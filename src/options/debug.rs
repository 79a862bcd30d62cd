use schemars::JsonSchema;
use serde::{Deserialize, Serialize};

/// Debug visualization toggles.
#[derive(
    Debug, Clone, Serialize, Deserialize, PartialEq, Default, JsonSchema,
)]
#[schemars(title = "Debug", inline)]
#[serde(default)]
pub struct DebugOptions {
    /// Emit a per-frame scroll readout (pixel offset and viewport ratio)
    /// alongside the derived visual state, for an on-screen overlay.
    pub scroll_readout: bool,
}
//! Tunnel depth travel and white-flash handoff.

use crate::error::RigError;
use crate::input::ScrollSignal;
use crate::options::TunnelOptions;

/// Which of the three tunnel regimes an offset falls in.
///
/// The regimes partition the offset domain: `[0, depth_end)` is depth
/// travel, `[depth_end, flash_end)` is the flash fade, and everything at
/// or past `flash_end` holds the flash at full. No gap, no overlap.
#[derive(Debug, Clone, Copy, PartialEq, Eq)]
pub enum TunnelPhase {
    /// Travelling through the tunnel; flash not yet started.
    Depth,
    /// Flash fading in while the tunnel fades out.
    Flash,
    /// Flash held at full; tunnel fully faded.
    Held,
}

/// Renderable tunnel state for one frame.
#[derive(Debug, Clone, Copy, PartialEq)]
pub struct TunnelView {
    /// Which regime produced this view.
    pub phase: TunnelPhase,
    /// Camera-space depth translation.
    pub depth_z: f32,
    /// Opacity of the tunnel walls, in [0, 1].
    pub tunnel_opacity: f32,
    /// Opacity of the white flash overlay, in [0, 1].
    pub flash_opacity: f32,
}

/// Maps scroll offset to the tunnel's depth and flash state.
#[derive(Debug, Clone)]
pub struct TunnelDriver {
    depth_end_px: f32,
    flash_end_px: f32,
    flash_length_px: f32,
    depth_near_z: f32,
    depth_travel_z: f32,
}

impl TunnelDriver {
    /// Build a driver from validated options.
    pub fn new(options: &TunnelOptions) -> Result<Self, RigError> {
        options.validate()?;
        Ok(Self {
            depth_end_px: options.depth_end_px,
            flash_end_px: options.flash_end_px(),
            flash_length_px: options.flash_length_px,
            depth_near_z: options.depth_near_z,
            depth_travel_z: options.depth_travel_z,
        })
    }

    /// Depth at the far end of the travel, held through flash and beyond.
    fn depth_far_z(&self) -> f32 {
        self.depth_near_z + self.depth_travel_z
    }

    /// Derive the tunnel view for one scroll snapshot.
    #[must_use]
    pub fn evaluate(&self, signal: ScrollSignal) -> TunnelView {
        let offset = signal.offset_px;

        if offset < self.depth_end_px {
            let p = offset / self.depth_end_px;
            return TunnelView {
                phase: TunnelPhase::Depth,
                depth_z: self.depth_near_z + p * self.depth_travel_z,
                tunnel_opacity: 1.0,
                flash_opacity: 0.0,
            };
        }

        if offset < self.flash_end_px {
            let flash = (offset - self.depth_end_px) / self.flash_length_px;
            return TunnelView {
                phase: TunnelPhase::Flash,
                depth_z: self.depth_far_z(),
                tunnel_opacity: 1.0 - flash,
                flash_opacity: flash,
            };
        }

        TunnelView {
            phase: TunnelPhase::Held,
            depth_z: self.depth_far_z(),
            tunnel_opacity: 0.0,
            flash_opacity: 1.0,
        }
    }
}

#[cfg(test)]
mod tests {
    use super::*;

    fn driver() -> TunnelDriver {
        TunnelDriver::new(&TunnelOptions::default()).unwrap()
    }

    fn signal(offset_px: f32) -> ScrollSignal {
        ScrollSignal {
            offset_px,
            viewport_height_px: 800.0,
        }
    }

    #[test]
    fn test_minimum_depth_at_rest() {
        let view = driver().evaluate(signal(0.0));
        assert_eq!(view.phase, TunnelPhase::Depth);
        assert_eq!(view.depth_z, -50.0);
        assert_eq!(view.tunnel_opacity, 1.0);
        assert_eq!(view.flash_opacity, 0.0);
    }

    #[test]
    fn test_flash_starts_at_zero_on_boundary() {
        // Offset 9000 is the first flash-phase offset: depth is at its
        // maximum (-50 + 1500 = 1450) and the flash begins at exactly 0.
        let view = driver().evaluate(signal(9000.0));
        assert_eq!(view.phase, TunnelPhase::Flash);
        assert_eq!(view.depth_z, 1450.0);
        assert_eq!(view.flash_opacity, 0.0);
        assert_eq!(view.tunnel_opacity, 1.0);
    }

    #[test]
    fn test_flash_midpoint() {
        // Midpoint of the 726px window: 9000 + 363 = 9363.
        let view = driver().evaluate(signal(9363.0));
        assert_eq!(view.phase, TunnelPhase::Flash);
        assert!((view.flash_opacity - 0.5).abs() < 1e-4);
        assert!((view.tunnel_opacity - 0.5).abs() < 1e-4);
    }

    #[test]
    fn test_flash_holds_at_full() {
        let driver = driver();
        for offset in [9726.0, 10_000.0, 50_000.0] {
            let view = driver.evaluate(signal(offset));
            assert_eq!(view.phase, TunnelPhase::Held);
            assert_eq!(view.flash_opacity, 1.0);
            assert_eq!(view.tunnel_opacity, 0.0);
        }
    }

    #[test]
    fn test_phases_partition_offset_domain() {
        let driver = driver();
        // Sweep across every regime and both boundaries: each offset must
        // land in exactly one phase.
        for i in 0..=1200 {
            let offset = i as f32 * 10.0;
            let view = driver.evaluate(signal(offset));
            let expected = if offset < 9000.0 {
                TunnelPhase::Depth
            } else if offset < 9726.0 {
                TunnelPhase::Flash
            } else {
                TunnelPhase::Held
            };
            assert_eq!(view.phase, expected, "at offset {offset}");
        }
    }

    #[test]
    fn test_depth_interpolates_linearly() {
        let driver = driver();
        let half = driver.evaluate(signal(4500.0));
        assert!((half.depth_z - 700.0).abs() < 1e-3); // -50 + 0.5 * 1500
        let mut prev = f32::MIN;
        for i in 0..=900 {
            let view = driver.evaluate(signal(i as f32 * 10.0));
            assert!(view.depth_z >= prev);
            prev = view.depth_z;
        }
    }
}
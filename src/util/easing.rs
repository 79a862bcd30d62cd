//! Easing functions for scroll-phase interpolation.
//!
//! Provides the curves used to shape clamped phase progress before it is
//! mapped to visual properties. All functions are cheap enough to evaluate
//! once per driver per frame without caching.

use schemars::JsonSchema;
use serde::{Deserialize, Serialize};

/// Easing function variants for animation curves.
#[derive(
    Debug, Clone, Copy, PartialEq, Serialize, Deserialize, JsonSchema,
)]
#[serde(rename_all = "snake_case")]
pub enum EasingFunction {
    /// Linear interpolation (no easing).
    Linear,
    /// Quadratic ease-in (slow start, fast end).
    QuadraticIn,
    /// Quadratic ease-out (fast start, slow end).
    QuadraticOut,
    /// Quadratic ease-in-out (slow start, fast middle, slow end).
    /// Formula: `t < 0.5: 2t²; else: 1 - (-2t + 2)²/2`
    QuadraticInOut,
}

impl EasingFunction {
    /// Default easing function: QuadraticInOut, matching the panel
    /// expansion's smoothed response.
    pub const DEFAULT: EasingFunction = EasingFunction::QuadraticInOut;

    /// Evaluate the easing function at time t.
    ///
    /// Input t is clamped to [0.0, 1.0].
    /// Returns the eased value, also in [0.0, 1.0].
    #[inline]
    #[must_use]
    pub fn evaluate(self, t: f32) -> f32 {
        // Clamp input to [0, 1]
        let t = t.clamp(0.0, 1.0);

        match self {
            EasingFunction::Linear => t,
            EasingFunction::QuadraticIn => t * t,
            EasingFunction::QuadraticOut => {
                let omt = 1.0 - t;
                1.0 - omt * omt
            }
            EasingFunction::QuadraticInOut => {
                if t < 0.5 {
                    2.0 * t * t
                } else {
                    let omt = -2.0 * t + 2.0;
                    1.0 - omt * omt / 2.0
                }
            }
        }
    }
}

impl Default for EasingFunction {
    #[inline]
    fn default() -> Self {
        Self::DEFAULT
    }
}

#[cfg(test)]
mod tests {
    use super::*;

    #[test]
    fn test_linear_endpoints() {
        let linear = EasingFunction::Linear;
        assert_eq!(linear.evaluate(0.0), 0.0);
        assert_eq!(linear.evaluate(0.5), 0.5);
        assert_eq!(linear.evaluate(1.0), 1.0);
    }

    #[test]
    fn test_quadratic_in_out_boundaries() {
        let inout = EasingFunction::QuadraticInOut;
        assert_eq!(inout.evaluate(0.0), 0.0);
        assert_eq!(inout.evaluate(0.5), 0.5);
        assert!((inout.evaluate(1.0) - 1.0).abs() < 1e-6);
    }

    #[test]
    fn test_quadratic_in_out_shape() {
        // Slow start: value at t=0.25 should lag the linear diagonal.
        let inout = EasingFunction::QuadraticInOut;
        let early = inout.evaluate(0.25);
        assert!(early < 0.25, "ease-in-out should lag at t=0.25, got {early}");
        // Symmetric fast finish: value at t=0.75 should lead.
        let late = inout.evaluate(0.75);
        assert!(late > 0.75, "ease-in-out should lead at t=0.75, got {late}");
        // Point symmetry around (0.5, 0.5).
        assert!((early + late - 1.0).abs() < 1e-6);
    }

    #[test]
    fn test_input_clamping() {
        let linear = EasingFunction::Linear;

        // Test negative input clamps to 0
        assert_eq!(linear.evaluate(-0.5), 0.0);

        // Test input > 1 clamps to 1
        assert_eq!(linear.evaluate(1.5), 1.0);

        // Also test with the in-out curve
        let inout = EasingFunction::QuadraticInOut;
        assert_eq!(inout.evaluate(-0.5), 0.0);
        assert!((inout.evaluate(1.5) - 1.0).abs() < 1e-6);
    }

    #[test]
    fn test_quadratic_in() {
        let quad_in = EasingFunction::QuadraticIn;
        assert_eq!(quad_in.evaluate(0.0), 0.0);
        assert_eq!(quad_in.evaluate(0.5), 0.25); // 0.5² = 0.25
        assert_eq!(quad_in.evaluate(1.0), 1.0);
    }

    #[test]
    fn test_quadratic_out() {
        let quad_out = EasingFunction::QuadraticOut;
        assert_eq!(quad_out.evaluate(0.0), 0.0);
        assert_eq!(quad_out.evaluate(0.5), 0.75); // 1 - (1-0.5)² = 0.75
        assert_eq!(quad_out.evaluate(1.0), 1.0);
    }

    #[test]
    fn test_default_is_quadratic_in_out() {
        let default_easing = EasingFunction::default();
        assert_eq!(default_easing, EasingFunction::DEFAULT);
        assert_eq!(default_easing, EasingFunction::QuadraticInOut);
    }

    #[test]
    fn test_monotonic_over_unit_interval() {
        for easing in [
            EasingFunction::Linear,
            EasingFunction::QuadraticIn,
            EasingFunction::QuadraticOut,
            EasingFunction::QuadraticInOut,
        ] {
            let mut prev = easing.evaluate(0.0);
            for i in 1..=100 {
                let t = i as f32 / 100.0;
                let v = easing.evaluate(t);
                assert!(
                    v >= prev,
                    "{easing:?} not monotonic at t={t}: {v} < {prev}"
                );
                prev = v;
            }
        }
    }
}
----
**Your instructions**
Check each line of the listing above for the string "should", then report only how many lines have it.

**Result of the task**
4